Le contrôleur peut intervenir sur :
- l’alimentation électrique ;
- les circuits ;
- les équipements ;
- certains capteurs ;
- les installations associées aux systèmes de bord.
La précision des diagnostics est essentielle, car une anomalie peut entraîner l’indisponibilité de l’aéronef.
Maintenance avionique
L’avionique regroupe une part importante des technologies embarquées.
Elle concerne notamment :
- les communications ;
- la navigation ;
- certains calculateurs ;
- les systèmes électroniques ;
- les installations radioélectriques ;
- certains équipements permettant l’accomplissement des missions.
L’évolution rapide de ces technologies impose une formation continue importante.
Diagnostic des pannes
La recherche de panne constitue une compétence centrale.
Le contrôleur doit être capable :
- d’analyser le symptôme signalé ;
- d’étudier les informations techniques disponibles ;
- d’utiliser les appareils de mesure adaptés ;
- d’identifier l’origine probable de l’anomalie ;
- de déterminer les opérations nécessaires ;
- de vérifier le fonctionnement après réparation.
Cette démarche doit être réalisée avec méthode et rigueur.
Maintenance préventive
La maintenance ne consiste pas uniquement à réparer les pannes.

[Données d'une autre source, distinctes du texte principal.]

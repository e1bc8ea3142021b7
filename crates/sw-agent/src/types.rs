use serde::{Deserialize, Serialize};
use std::path::PathBuf;
use thiserror::Error;

#[derive(Debug, Error)]
pub enum AgentError {
    #[error("failed to spawn agent: {message}")]
    SpawnFailed { message: String },
    #[error("invalid agent command: {message}")]
    InvalidCommand { message: String },
}

/// Tool capability granted to the agent subprocess. `Ask` is read-oriented
/// and disallows destructive actions; `Build` has full write capability.
#[derive(Debug, Clone, Copy, PartialEq, Eq, Serialize, Deserialize)]
#[serde(rename_all = "lowercase")]
pub enum AgentMode {
    Ask,
    Build,
}

#[derive(Debug, Clone)]
pub struct PromptRequest {
    pub working_dir: PathBuf,
    pub prompt: String,
    pub session_id: String,
    pub resume_session_id: Option<String>,
    pub mode: AgentMode,
}

/// One event decoded from the agent's stream-json output.
#[derive(Debug, Clone, PartialEq)]
pub enum AgentEvent {
    Text { content: String },
    Complete { cost: f64 },
    Error { message: String },
}

/// Completion signal from a chat-driven agent run; the Architect's auto-fix
/// path only cares whether the run finished.
#[derive(Debug, Clone, PartialEq)]
pub enum ChatSignal {
    Completed,
    Failed { message: String },
}
/// Post-build review orchestrator.
///
/// Owns the per-project cooldown map and the event hub; reviews execute on
/// detached tasks so `trigger_review` returns as soon as the Running record
/// exists. The store sits behind a mutex because review execution mutates it
/// from background tasks; every lock scope is await-free.
pub struct Architect<S> {
    store: Arc<Mutex<S>>,
    agent: Arc<dyn AgentGateway>,
    chat: Arc<dyn ChatGateway>,
    hub: ReviewHub,
    last_review: Arc<Mutex<HashMap<ProjectId, Instant>>>,
    cooldown: Duration,
}

impl<S> Clone for Architect<S> {
    fn clone(&self) -> Self {
        Self {
            store: Arc::clone(&self.store),
            agent: Arc::clone(&self.agent),
            chat: Arc::clone(&self.chat),
            hub: self.hub.clone(),
            last_review: Arc::clone(&self.last_review),
            cooldown: self.cooldown,
        }
    }
}

impl<S: Store + Send + 'static> Architect<S> {
    pub fn new(
        store: Arc<Mutex<S>>,
        agent: Arc<dyn AgentGateway>,
        chat: Arc<dyn ChatGateway>,
        hub: ReviewHub,
    ) -> Self {
        Self {
            store,
            agent,
            chat,
            hub,
            last_review: Arc::new(Mutex::new(HashMap::new())),
            cooldown: REVIEW_COOLDOWN,
        }
    }

    #[cfg(test)]
    fn with_cooldown(mut self, cooldown: Duration) -> Self {
        self.cooldown = cooldown;
        self
    }

    /// Gate sequence for automatic triggering; each check short-circuits.
    /// The manual `trigger_review` path bypasses all of these by design.
    pub async fn handle_build_complete(
        &self,
        event: BuildCompleteEvent,
    ) -> Result<(), ShipwrightError> {
        let has_file_changes = event
            .tool_activities
            .iter()
            .any(|activity| FILE_MODIFY_TOOLS.contains(&activity.name.as_str()));
        if !has_file_changes {
            tracing::info!(project_id = %event.project_id, "skipping review: no file modifications");
            return Ok(());
        }

        let cooling_down = {
            let last = self.last_review.lock().expect("cooldown lock poisoned");
            last.get(&event.project_id)
                .is_some_and(|at| at.elapsed() < self.cooldown)
        };
        if cooling_down {
            tracing::info!(project_id = %event.project_id, "skipping review: cooldown active");
            return Ok(());
        }

        let running = {
            let store = self.store.lock().expect("store lock poisoned");
            store.reviews().get_running_for_project(&event.project_id)?
        };
        if running.is_some() {
            tracing::info!(project_id = %event.project_id, "skipping review: review already running");
            return Ok(());
        }

        self.trigger_review(&event.project_id, Some(event.message_id))
            .await?;
        Ok(())
    }

    /// Creates the Running review record and launches execution on a detached
    /// task. Errors inside the task are logged, never surfaced here.
    pub async fn trigger_review(
        &self,
        project_id: &ProjectId,
        trigger_message_id: Option<MessageId>,
    ) -> Result<TriggeredReview, ShipwrightError> {
        let (review, project_path) = {
            let store = self.store.lock().expect("store lock poisoned");
            let project = store
                .projects()
                .get(project_id)?
                .ok_or(ProjectError::NotFound)?;
            let review = store.reviews().create(CreateReviewInput {
                project_id: project_id.clone(),
                trigger_message_id,
            })?;
            (review, project.path)
        };

        self.last_review
            .lock()
            .expect("cooldown lock poisoned")
            .insert(project_id.clone(), Instant::now());
        self.hub
            .emit(project_id.as_str(), ReviewStreamEvent::start(review.id.as_str()));

        let this = self.clone();
        let review_id = review.id.clone();
        let project = project_id.clone();
        tokio::spawn(async move {
            if let Err(err) = this.run_review(&review_id, &project, project_path).await {
                tracing::error!(review_id = %review_id, %err, "review failed");
            }
        });

        Ok(TriggeredReview {
            review_id: review.id,
        })
    }

    pub fn list_reviews(&self, project_id: &ProjectId) -> Result<Vec<Review>, ShipwrightError> {
        let store = self.store.lock().expect("store lock poisoned");
        Ok(store.reviews().list_for_project(project_id, REVIEW_LIST_CAP)?)
    }

    pub fn get_review(
        &self,
        project_id: &ProjectId,
        review_id: &ReviewId,
    ) -> Result<Review, ShipwrightError> {
        let store = self.store.lock().expect("store lock poisoned");
        let review = store
            .reviews()
            .get(review_id)?
            .filter(|review| &review.project_id == project_id)
            .ok_or(crate::error::ReviewError::NotFound)?;
        Ok(review)
    }

    pub fn review_stream(&self, project_id: &ProjectId) -> broadcast::Receiver<ReviewStreamEvent> {
        self.hub.subscribe(project_id.as_str())
    }

    async fn run_review(
        &self,
        review_id: &ReviewId,
        project_id: &ProjectId,
        project_path: PathBuf,
    ) -> Result<(), ShipwrightError> {
        let prompt = build_review_prompt(&project_path);
        let request = PromptRequest {
            working_dir: project_path.clone(),
            prompt,
            session_id: Ulid::new().to_string(),
            resume_session_id: None,
            mode: AgentMode::Ask,
        };

        let mut events = match self.agent.execute_prompt(request) {
            Ok(events) => events,
            Err(err) => {
                self.fail_review(review_id, project_id, &err.to_string())?;
                return Ok(());
            }
        };

        let mut response = String::new();
        let mut cost = 0.0;
        let mut stream_error = None;
        while let Some(event) = events.recv().await {
            match event {
                AgentEvent::Text { content } => response.push_str(&content),
                AgentEvent::Complete { cost: reported } => cost = reported,
                AgentEvent::Error { message } => {
                    stream_error = Some(message);
                    break;
                }
            }
        }

        if let Some(message) = stream_error {
            tracing::error!(review_id = %review_id, %message, "review agent error");
            self.fail_review(review_id, project_id, &message)?;
            return Ok(());
        }

        let result = match parse_review_result(&response) {
            Ok(result) => result,
            Err(err) => {
                tracing::error!(review_id = %review_id, %err, "failed to parse review result");
                let review = {
                    let store = self.store.lock().expect("store lock poisoned");
                    store.reviews().set_failed(review_id, PARSE_FAILURE_SUMMARY)?
                };
                self.hub.emit(
                    project_id.as_str(),
                    ReviewStreamEvent::error(review.id.as_str(), PARSE_FAILURE_SUMMARY),
                );
                return Ok(());
            }
        };

        {
            let store = self.store.lock().expect("store lock poisoned");
            store.reviews().set_result(review_id, &result, cost)?;
            store.messages().append(summary_message(
                project_id,
                review_id,
                &result,
            ))?;
        }

        self.hub.emit(
            project_id.as_str(),
            ReviewStreamEvent::complete(
                review_id.as_str(),
                serde_json::to_value(&result).unwrap_or_default(),
            ),
        );

        let auto_fix: Vec<ReviewIssue> = result
            .issues
            .iter()
            .filter(|issue| issue.qualifies_for_auto_fix())
            .cloned()
            .collect();
        if !auto_fix.is_empty() {
            self.trigger_auto_fix(project_id, review_id, &project_path, auto_fix)?;
        }

        Ok(())
    }

    fn fail_review(
        &self,
        review_id: &ReviewId,
        project_id: &ProjectId,
        message: &str,
    ) -> Result<(), ShipwrightError> {
        {
            let store = self.store.lock().expect("store lock poisoned");
            store.reviews().set_failed(review_id, message)?;
        }
        self.hub.emit(
            project_id.as_str(),
            ReviewStreamEvent::error(review_id.as_str(), message),
        );
        Ok(())
    }

    /// Dispatches qualifying issues to the write-capable chat pipeline. A fix
    /// failure only logs and leaves the review in AutoFixing; there is no
    /// terminal failure state for fixes (known gap, kept as-is).
    fn trigger_auto_fix(
        &self,
        project_id: &ProjectId,
        review_id: &ReviewId,
        project_path: &std::path::Path,
        issues: Vec<ReviewIssue>,
    ) -> Result<(), ShipwrightError> {
        tracing::info!(
            project_id = %project_id,
            review_id = %review_id,
            count = issues.len(),
            "triggering auto-fix"
        );

        {
            let store = self.store.lock().expect("store lock poisoned");
            store
                .reviews()
                .set_status(review_id, ReviewStatus::AutoFixing)?;
        }

        let prompt = build_auto_fix_prompt(&issues);
        let mut signals =
            self.chat
                .send_message(project_id.as_str(), project_path, &prompt, AgentMode::Build)?;

        let this = self.clone();
        let review = review_id.clone();
        tokio::spawn(async move {
            while let Some(signal) = signals.recv().await {
                match signal {
                    ChatSignal::Completed => {
                        let updated = {
                            let store = this.store.lock().expect("store lock poisoned");
                            store.reviews().set_status(&review, ReviewStatus::Completed)
                        };
                        match updated {
                            Ok(_) => tracing::info!(review_id = %review, "auto-fix completed"),
                            Err(err) => {
                                tracing::error!(review_id = %review, %err, "auto-fix status update failed");
                            }
                        }
                        return;
                    }
                    ChatSignal::Failed { message } => {
                        tracing::error!(review_id = %review, %message, "auto-fix failed");
                        return;
                    }
                }
            }
        });

        Ok(())
    }
}
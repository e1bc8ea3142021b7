use serde::{Deserialize, Serialize};
use utoipa::ToSchema;

#[derive(Debug, Clone, Copy, PartialEq, Eq, Serialize, Deserialize, ToSchema)]
#[serde(rename_all = "SCREAMING_SNAKE_CASE")]
pub enum ReviewStatus {
    Running,
    Completed,
    Failed,
    AutoFixing,
}

impl ReviewStatus {
    pub fn is_terminal(self) -> bool {
        matches!(self, Self::Completed | Self::Failed)
    }
}

#[derive(Debug, Clone, Copy, PartialEq, Eq, Serialize, Deserialize, ToSchema)]
#[serde(rename_all = "lowercase")]
pub enum IssueSeverity {
    Critical,
    High,
    Medium,
    Low,
}

#[derive(Debug, Clone, Copy, PartialEq, Eq, Serialize, Deserialize, ToSchema)]
#[serde(rename_all = "lowercase")]
pub enum IssueCategory {
    Security,
    Bug,
    Architecture,
    Performance,
    Quality,
}

#[derive(Debug, Clone, Copy, PartialEq, Eq, Serialize, Deserialize, ToSchema)]
#[serde(rename_all = "SCREAMING_SNAKE_CASE")]
pub enum MessageRole {
    User,
    Assistant,
    System,
}

#[derive(Debug, Clone, Copy, PartialEq, Eq, Serialize, Deserialize, ToSchema)]
#[serde(rename_all = "snake_case")]
pub enum DatabaseProvider {
    PostgresDocker,
    Sqlite,
}

#[derive(Debug, Clone, Copy, PartialEq, Eq, Serialize, Deserialize, ToSchema)]
#[serde(rename_all = "snake_case")]
pub enum DatabaseState {
    Running,
    Stopped,
    NotCreated,
    Error,
}
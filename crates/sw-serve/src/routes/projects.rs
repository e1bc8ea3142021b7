use crate::middleware::correlation::CorrelationId;
use crate::routes::{error::map_error, load_project};
use crate::AppState;
use axum::extract::{Path, State};
use axum::response::{IntoResponse, Response};
use axum::routing::{get, post};
use axum::{Extension, Json, Router};
use sw_core::Store;
use sw_core::projects::ProjectRepository;
use sw_core::types::{CreateProjectInput, Project};

pub fn router(state: AppState) -> Router {
    Router::new()
        .route("/projects", post(create_project))
        .route("/projects/{id}", get(get_project))
        .with_state(state)
}

#[utoipa::path(
    post,
    path = "/api/projects",
    request_body = CreateProjectInput,
    responses((status = 200, body = Project))
)]
pub(crate) async fn create_project(
    State(state): State<AppState>,
    Extension(correlation): Extension<CorrelationId>,
    Json(input): Json<CreateProjectInput>,
) -> Response {
    let project = {
        let store = state.store.lock().expect("store lock poisoned");
        match store.projects().create(input) {
            Ok(project) => project,
            Err(err) => {
                return map_error(&err.into(), Some(correlation.0)).into_response();
            }
        }
    };

    // Provision a database up front; the provider/url land on the project
    // record so later reads have the credentials the container cannot yield.
    match state
        .infra
        .create_database(&project.id, &project.path)
        .await
    {
        Ok(config) => {
            let updated = {
                let store = state.store.lock().expect("store lock poisoned");
                store
                    .projects()
                    .set_database(&project.id, config.provider(), config.url())
            };
            match updated {
                Ok(project) => Json(project).into_response(),
                Err(err) => map_error(&err.into(), Some(correlation.0)).into_response(),
            }
        }
        Err(err) => {
            tracing::warn!(project_id = %project.id, %err, "database provisioning failed");
            Json(project).into_response()
        }
    }
}

#[utoipa::path(
    get,
    path = "/api/projects/{id}",
    params(("id" = String, Path, description = "Project ID")),
    responses((status = 200, body = Project))
)]
pub(crate) async fn get_project(State(state): State<AppState>, Path(id): Path<String>) -> Response {
    match load_project(&state, &id) {
        Ok(project) => Json(project).into_response(),
        Err(err) => map_error(&err, None).into_response(),
    }
}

Une part importante du métier repose sur la maintenance préventive.
Elle permet notamment :
- d’anticiper certaines défaillances ;
- de contrôler régulièrement l’état des équipements ;
- d’effectuer les opérations prévues par les programmes de maintenance ;
- de remplacer certains éléments avant défaillance ;
- de préserver la disponibilité de la flotte.
Maintenance corrective
Lorsqu’une panne ou une anomalie survient, le contrôleur intervient afin de déterminer si une réparation peut être effectuée dans le cadre de ses qualifications et des procédures applicables.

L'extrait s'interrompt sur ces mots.